• [What you should do]
Working from the top of the records below, reproduce each line exactly, ending once you have written the line containing "#[derive(Debug, Deserialize, Serialize, Default, Clone)]".

Data items:

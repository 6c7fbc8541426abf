use serde::{Deserialize, Serialize};
use std::path::Path;
use std::time::Duration;

use crate::error::DeployResult;
use crate::retry::{Backoff, RetryPolicy};

pub mod environment;
pub mod resolve;
mod validate;

pub use environment::Environment;
pub use resolve::{CommandKind, DeploymentTarget, Settings};

/// Optional `hmsg.toml` tuning file. Every field has a default.
#[derive(Debug, Deserialize, Serialize, Default, Clone)]
pub struct HmsgConfig {
    #[serde(default)]
    pub app: AppConfig,
    #[serde(default)]
    pub database: DatabaseSection,
    #[serde(default)]
    pub remote: RemoteConfig,
    #[serde(default)]
    pub verify: VerifyConfig,
}

#[derive(Debug, Deserialize, Serialize, Clone)]
pub struct AppConfig {
    #[serde(default = "default_app_name")]
    pub name: String,
    #[serde(default = "default_build_context")]
    pub build_context: String,
    #[serde(default = "default_platform")]
    pub platform: String,
    pub dockerfile: Option<String>,
}

impl Default for AppConfig {
    fn default() -> Self {
        Self {
            name: default_app_name(),
            build_context: default_build_context(),
            platform: default_platform(),
            dockerfile: None,
        }
    }
}

fn default_app_name() -> String {
    "health-message-app".to_string()
}
fn default_build_context() -> String {
    ".".to_string()
}
fn default_platform() -> String {
    "linux/amd64".to_string()
}

#[derive(Debug, Deserialize, Serialize, Clone)]
pub struct DatabaseSection {
    #[serde(default = "default_db_name")]
    pub name: String,
    #[serde(default = "default_db_user")]
    pub user: String,
    /// Address the container uses to reach PostgreSQL on the host.
    #[serde(default = "default_db_host")]
    pub host: String,
    #[serde(default = "default_db_port")]
    pub port: u16,
    /// Private ranges admitted by pg_hba.conf besides loopback.
    #[serde(default = "default_networks")]
    pub networks: Vec<String>,
}

impl Default for DatabaseSection {
    fn default() -> Self {
        Self {
            name: default_db_name(),
            user: default_db_user(),
            host: default_db_host(),
            port: default_db_port(),
            networks: default_networks(),
        }
    }
}

fn default_db_name() -> String {
    "health_message_db".to_string()
}
fn default_db_user() -> String {
    "hmsg_user".to_string()
}
fn default_db_host() -> String {
    "172.17.0.1".to_string()
}
fn default_db_port() -> u16 {
    5432
}
fn default_networks() -> Vec<String> {
    vec!["172.16.0.0/12".to_string(), "192.168.0.0/16".to_string()]
}

#[derive(Debug, Deserialize, Serialize, Clone)]
pub struct RemoteConfig {
    #[serde(default = "default_app_root")]
    pub app_root: String,
    #[serde(default = "default_config_dir")]
    pub config_dir: String,
}

impl Default for RemoteConfig {
    fn default() -> Self {
        Self {
            app_root: default_app_root(),
            config_dir: default_config_dir(),
        }
    }
}

fn default_app_root() -> String {
    "~/hmsg".to_string()
}
fn default_config_dir() -> String {
    "~/.hmsg".to_string()
}

#[derive(Debug, Deserialize, Serialize, Clone)]
pub struct VerifyConfig {
    #[serde(default = "default_db_attempts")]
    pub db_attempts: u32,
    #[serde(default = "default_db_delay")]
    pub db_delay_secs: u64,
    #[serde(default)]
    pub db_exponential: bool,
    #[serde(default = "default_settle")]
    pub container_settle_secs: u64,
    #[serde(default = "default_container_attempts")]
    pub container_attempts: u32,
    #[serde(default = "default_container_delay")]
    pub container_delay_secs: u64,
}

impl Default for VerifyConfig {
    fn default() -> Self {
        Self {
            db_attempts: default_db_attempts(),
            db_delay_secs: default_db_delay(),
            db_exponential: false,
            container_settle_secs: default_settle(),
            container_attempts: default_container_attempts(),
            container_delay_secs: default_container_delay(),
        }
    }
}

fn default_db_attempts() -> u32 {
    5
}
fn default_db_delay() -> u64 {
    2
}
fn default_settle() -> u64 {
    10
}
fn default_container_attempts() -> u32 {
    1
}
fn default_container_delay() -> u64 {
    5
}

impl HmsgConfig {
    /// Load the tuning file, falling back to defaults when it does not exist.
    pub fn load(path: &Path) -> DeployResult<Self> {
        if !path.exists() {
            tracing::debug!("{} not found, using defaults", path.display());
            let config = Self::default();
            validate::validate(&config)?;
            return Ok(config);
        }

        let content = std::fs::read_to_string(path)?;
        Self::parse(&content)
    }

    pub fn parse(content: &str) -> DeployResult<Self> {
        let config: Self = toml::from_str(content)?;
        validate::validate(&config)?;
        Ok(config)
    }

    pub fn config_file(&self) -> String {
        format!("{}/database.env", self.remote.config_dir.trim_end_matches('/'))
    }

    pub fn logs_dir(&self) -> String {
        format!("{}/logs", self.remote.app_root.trim_end_matches('/'))
    }

    pub fn db_retry(&self) -> RetryPolicy {
        let v = &self.verify;
        let policy = RetryPolicy::fixed(v.db_attempts, Duration::from_secs(v.db_delay_secs));
        if v.db_exponential {
            policy.with_backoff(Backoff::Exponential {
                factor: 2,
                max: Duration::from_secs(30),
            })
        } else {
            policy
        }
    }

    pub fn container_retry(&self) -> RetryPolicy {
        let v = &self.verify;
        RetryPolicy {
            max_attempts: v.container_attempts,
            initial_delay: Duration::from_secs(v.container_settle_secs),
            delay: Duration::from_secs(v.container_delay_secs),
            backoff: Backoff::Fixed,
        }
    }
}
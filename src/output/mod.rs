use console::style;
use indicatif::{ProgressBar, ProgressStyle};
use std::time::Duration;

pub fn create_spinner(msg: &str) -> ProgressBar {
    let pb = ProgressBar::new_spinner();
    let spinner_style = ProgressStyle::default_spinner()
        .tick_chars("⠋⠙⠹⠸⠼⠴⠦⠧⠇⠏")
        .template("{spinner:.cyan} {msg}")
        .unwrap_or_else(|_| ProgressStyle::default_spinner());
    pb.set_style(spinner_style);
    pb.set_message(msg.to_string());
    pb.enable_steady_tick(Duration::from_millis(80));
    pb
}

pub fn step(num: usize, total: usize, msg: &str) {
    println!(
        "{} {}",
        style(format!("[{}/{}]", num, total)).bold().cyan(),
        msg
    );
}

pub fn success(msg: &str) {
    println!("{} {}", style("✓").bold().green(), msg);
}

pub fn error(msg: &str) {
    eprintln!("{} {}", style("✗").bold().red(), msg);
}

pub fn warning(msg: &str) {
    eprintln!("{} {}", style("!").bold().yellow(), msg);
}

pub fn info(msg: &str) {
    println!("{} {}", style("→").bold().blue(), msg);
}

pub fn header(msg: &str) {
    println!("\n{}", style(msg).bold().underlined());
}

pub fn field(key: &str, value: &str) {
    println!("  {} {}", style(format!("{}:", key)).dim(), value);
}

pub fn checklist(title: &str, items: &[&str]) {
    eprintln!("\n{}", style(title).bold().yellow());
    for item in items {
        eprintln!("  {} {}", style("•").yellow(), item);
    }
}

/// Indented raw output from the host (logs, status).
pub fn block(text: &str) {
    for line in text.lines() {
        println!("    {}", style(line).dim());
    }
}
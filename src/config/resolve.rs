use std::fs;
use std::path::{Path, PathBuf};

use tracing::warn;

use super::HmsgConfig;
use crate::error::{DeployError, DeployResult};

pub const DOCKER_REGISTRY: &str = "DOCKER_REGISTRY";
pub const EC2_HOST: &str = "EC2_HOST";
pub const EC2_USER: &str = "EC2_USER";
pub const PEM_KEY_PATH: &str = "PEM_KEY_PATH";
pub const DATABASE_URL: &str = "DATABASE_URL";
pub const DB_PASSWORD: &str = "DB_PASSWORD";
pub const ENVIRONMENT: &str = "ENVIRONMENT";

pub const DEFAULT_USER: &str = "ubuntu";
pub const DEFAULT_ENVIRONMENT: &str = "production";
pub const PLACEHOLDER_PASSWORD: &str = "changeme";

#[derive(Debug, Clone, Copy, PartialEq, Eq)]
pub enum CommandKind {
    Setup,
    Build,
    Deploy,
    Full,
    DatabaseLocal,
    DatabaseRds,
    Status,
    Logs,
    Help,
}

impl CommandKind {
    pub fn required(self) -> &'static [&'static str] {
        match self {
            Self::Setup | Self::Help | Self::DatabaseRds => &[],
            Self::Build => &[DOCKER_REGISTRY],
            Self::Deploy => &[EC2_HOST, PEM_KEY_PATH, DOCKER_REGISTRY, DATABASE_URL],
            Self::Full => &[DOCKER_REGISTRY, EC2_HOST, PEM_KEY_PATH, DATABASE_URL],
            Self::DatabaseLocal | Self::Status | Self::Logs => &[EC2_HOST, PEM_KEY_PATH],
        }
    }
}

/// Every required variable for `kind` that `lookup` cannot supply. Empty means ready.
pub fn missing_for<F>(kind: CommandKind, lookup: F) -> Vec<&'static str>
where
    F: Fn(&str) -> Option<String>,
{
    kind.required()
        .iter()
        .copied()
        .filter(|name| lookup(name).map_or(true, |v| v.trim().is_empty()))
        .collect()
}

/// Where to deploy and how to log in.
#[derive(Debug, Clone)]
pub struct DeploymentTarget {
    pub host_address: String,
    pub ssh_user: String,
    pub identity_file_path: PathBuf,
}

impl DeploymentTarget {
    /// Expand `~/`, require the identity file, and restrict it to owner-read.
    pub fn new(host: &str, user: &str, identity: &str) -> DeployResult<Self> {
        let path = expand_home(identity);
        if !path.is_file() {
            return Err(DeployError::FileNotFound(format!(
                "{} ({})",
                PEM_KEY_PATH,
                path.display()
            )));
        }

        restrict_permissions(&path)?;

        Ok(Self {
            host_address: host.to_string(),
            ssh_user: user.to_string(),
            identity_file_path: path,
        })
    }
}

fn expand_home(path: &str) -> PathBuf {
    match path.strip_prefix("~/") {
        Some(rest) => dirs::home_dir()
            .map(|home| home.join(rest))
            .unwrap_or_else(|| PathBuf::from(path)),
        None => PathBuf::from(path),
    }
}

#[cfg(unix)]
fn restrict_permissions(path: &Path) -> DeployResult<()> {
    use std::os::unix::fs::PermissionsExt;

    let mode = fs::metadata(path)?.permissions().mode() & 0o777;
    if mode & 0o077 != 0 {
        warn!(
            "{} has mode {:o}, restricting to 400",
            path.display(),
            mode
        );
        fs::set_permissions(path, fs::Permissions::from_mode(0o400))?;
    }
    Ok(())
}

#[cfg(not(unix))]
fn restrict_permissions(_path: &Path) -> DeployResult<()> {
    Ok(())
}

/// Validated configuration built once at entry and passed by reference.
#[derive(Debug, Clone, Default)]
pub struct Settings {
    pub config: HmsgConfig,
    pub registry: Option<String>,
    pub host: Option<String>,
    pub user: Option<String>,
    pub pem_key_path: Option<String>,
    pub database_url: Option<String>,
    pub db_password: Option<String>,
    pub environment: Option<String>,
}

impl Settings {
    pub fn from_lookup<F>(config: HmsgConfig, lookup: F) -> Self
    where
        F: Fn(&str) -> Option<String>,
    {
        let get = |name: &str| lookup(name).filter(|v| !v.trim().is_empty());
        Self {
            config,
            registry: get(DOCKER_REGISTRY),
            host: get(EC2_HOST),
            user: get(EC2_USER),
            pem_key_path: get(PEM_KEY_PATH),
            database_url: get(DATABASE_URL),
            db_password: get(DB_PASSWORD),
            environment: get(ENVIRONMENT),
        }
    }

    pub fn from_env(config: HmsgConfig) -> Self {
        Self::from_lookup(config, |name| std::env::var(name).ok())
    }

    fn value(&self, name: &str) -> Option<String> {
        match name {
            DOCKER_REGISTRY => self.registry.clone(),
            EC2_HOST => self.host.clone(),
            EC2_USER => self.user.clone(),
            PEM_KEY_PATH => self.pem_key_path.clone(),
            DATABASE_URL => self.database_url.clone(),
            DB_PASSWORD => self.db_password.clone(),
            ENVIRONMENT => self.environment.clone(),
            _ => None,
        }
    }

    /// Fail with the complete list of missing variables for `kind`.
    pub fn require(&self, kind: CommandKind) -> DeployResult<()> {
        let missing = missing_for(kind, |name| self.value(name));
        if missing.is_empty() {
            Ok(())
        } else {
            Err(DeployError::missing(&missing))
        }
    }

    pub fn registry(&self) -> DeployResult<&str> {
        self.registry
            .as_deref()
            .ok_or_else(|| DeployError::missing(&[DOCKER_REGISTRY]))
    }

    pub fn database_url(&self) -> DeployResult<&str> {
        self.database_url
            .as_deref()
            .ok_or_else(|| DeployError::missing(&[DATABASE_URL]))
    }

    pub fn user(&self) -> &str {
        self.user.as_deref().unwrap_or(DEFAULT_USER)
    }

    pub fn target(&self) -> DeployResult<DeploymentTarget> {
        match (self.host.as_deref(), self.pem_key_path.as_deref()) {
            (Some(host), Some(pem)) => DeploymentTarget::new(host, self.user(), pem),
            (host, pem) => {
                let mut missing = Vec::new();
                if host.is_none() {
                    missing.push(EC2_HOST);
                }
                if pem.is_none() {
                    missing.push(PEM_KEY_PATH);
                }
                Err(DeployError::missing(&missing))
            }
        }
    }

    /// Provisioning password and whether it is the placeholder default.
    pub fn db_password(&self) -> (&str, bool) {
        match self.db_password.as_deref() {
            Some(p) => (p, false),
            None => (PLACEHOLDER_PASSWORD, true),
        }
    }

    /// CLI argument, then `ENVIRONMENT`, then `production`.
    pub fn environment_name<'a>(&'a self, arg: Option<&'a str>) -> &'a str {
        arg.or(self.environment.as_deref())
            .unwrap_or(DEFAULT_ENVIRONMENT)
    }
}

#[cfg(test)]
mod tests {
    use super::*;
    use std::collections::HashMap;

    fn lookup(pairs: &[(&str, &str)]) -> impl Fn(&str) -> Option<String> {
        let map: HashMap<String, String> = pairs
            .iter()
            .map(|(k, v)| (k.to_string(), v.to_string()))
            .collect();
        move |name: &str| map.get(name).cloned()
    }

    #[test]
    fn deploy_reports_every_missing_variable() {
        let missing = missing_for(CommandKind::Deploy, lookup(&[]));
        assert_eq!(
            missing,
            vec![EC2_HOST, PEM_KEY_PATH, DOCKER_REGISTRY, DATABASE_URL]
        );
    }

    #[test]
    fn deploy_names_database_url_specifically() {
        let settings = Settings::from_lookup(
            HmsgConfig::default(),
            lookup(&[
                (EC2_HOST, "203.0.113.10"),
                (PEM_KEY_PATH, "key.pem"),
                (DOCKER_REGISTRY, "acme"),
            ]),
        );
        let err = settings.require(CommandKind::Deploy).unwrap_err();
        match &err {
            DeployError::Configuration(names) => assert_eq!(names, &vec!["DATABASE_URL".to_string()]),
            other => panic!("unexpected error: {other:?}"),
        }
        assert!(err.to_string().contains("DATABASE_URL"));
    }

    #[test]
    fn empty_values_count_as_missing() {
        let missing = missing_for(CommandKind::Build, lookup(&[(DOCKER_REGISTRY, "  ")]));
        assert_eq!(missing, vec![DOCKER_REGISTRY]);
    }

    #[test]
    fn database_local_needs_only_target() {
        let missing = missing_for(CommandKind::DatabaseLocal, lookup(&[]));
        assert_eq!(missing, vec![EC2_HOST, PEM_KEY_PATH]);
        assert!(missing_for(CommandKind::DatabaseRds, lookup(&[])).is_empty());
        assert!(missing_for(CommandKind::Help, lookup(&[])).is_empty());
        assert!(missing_for(CommandKind::Setup, lookup(&[])).is_empty());
    }

    #[test]
    fn full_is_union_of_build_and_deploy() {
        let mut full = CommandKind::Full.required().to_vec();
        full.sort_unstable();
        let mut union: Vec<&str> = CommandKind::Build
            .required()
            .iter()
            .chain(CommandKind::Deploy.required())
            .copied()
            .collect();
        union.sort_unstable();
        union.dedup();
        assert_eq!(full, union);
    }

    #[test]
    fn defaults_apply() {
        let settings = Settings::from_lookup(HmsgConfig::default(), lookup(&[]));
        assert_eq!(settings.user(), "ubuntu");
        assert_eq!(settings.db_password(), ("changeme", true));
        assert_eq!(settings.environment_name(None), "production");
    }

    #[test]
    fn environment_argument_wins() {
        let settings =
            Settings::from_lookup(HmsgConfig::default(), lookup(&[(ENVIRONMENT, "staging")]));
        assert_eq!(settings.environment_name(None), "staging");
        assert_eq!(settings.environment_name(Some("qa")), "qa");
    }

    #[test]
    fn missing_identity_file_is_reported() {
        let dir = tempfile::tempdir().unwrap();
        let pem = dir.path().join("absent.pem");
        let err = DeploymentTarget::new("h", "ubuntu", pem.to_str().unwrap()).unwrap_err();
        assert!(matches!(err, DeployError::FileNotFound(_)));
        assert!(err.to_string().contains("PEM_KEY_PATH"));
    }

    #[cfg(unix)]
    #[test]
    fn identity_file_is_restricted_to_owner_read() {
        use std::os::unix::fs::PermissionsExt;

        let dir = tempfile::tempdir().unwrap();
        let pem = dir.path().join("key.pem");
        fs::write(&pem, "-----BEGIN KEY-----").unwrap();
        fs::set_permissions(&pem, fs::Permissions::from_mode(0o644)).unwrap();

        let target = DeploymentTarget::new("h", "ubuntu", pem.to_str().unwrap()).unwrap();
        let mode = fs::metadata(&target.identity_file_path)
            .unwrap()
            .permissions()
            .mode();
        assert_eq!(mode & 0o777, 0o400);
    }

    #[cfg(unix)]
    #[test]
    fn owner_only_identity_is_left_alone() {
        use std::os::unix::fs::PermissionsExt;

        let dir = tempfile::tempdir().unwrap();
        let pem = dir.path().join("key.pem");
        fs::write(&pem, "k").unwrap();
        fs::set_permissions(&pem, fs::Permissions::from_mode(0o600)).unwrap();

        DeploymentTarget::new("h", "ubuntu", pem.to_str().unwrap()).unwrap();
        let mode = fs::metadata(&pem).unwrap().permissions().mode();
        assert_eq!(mode & 0o777, 0o600);
    }
}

• [Result of the task]
repository 6c7fbc8541426abf
use serde::{Deserialize, Serialize};
use std::path::Path;
use std::time::Duration;

use crate::error::DeployResult;
use crate::retry::{Backoff, RetryPolicy};

pub mod environment;
pub mod resolve;
mod validate;

pub use environment::Environment;
pub use resolve::{CommandKind, DeploymentTarget, Settings};

/// Optional `hmsg.toml` tuning file. Every field has a default.
#[derive(Debug, Deserialize, Serialize, Default, Clone)]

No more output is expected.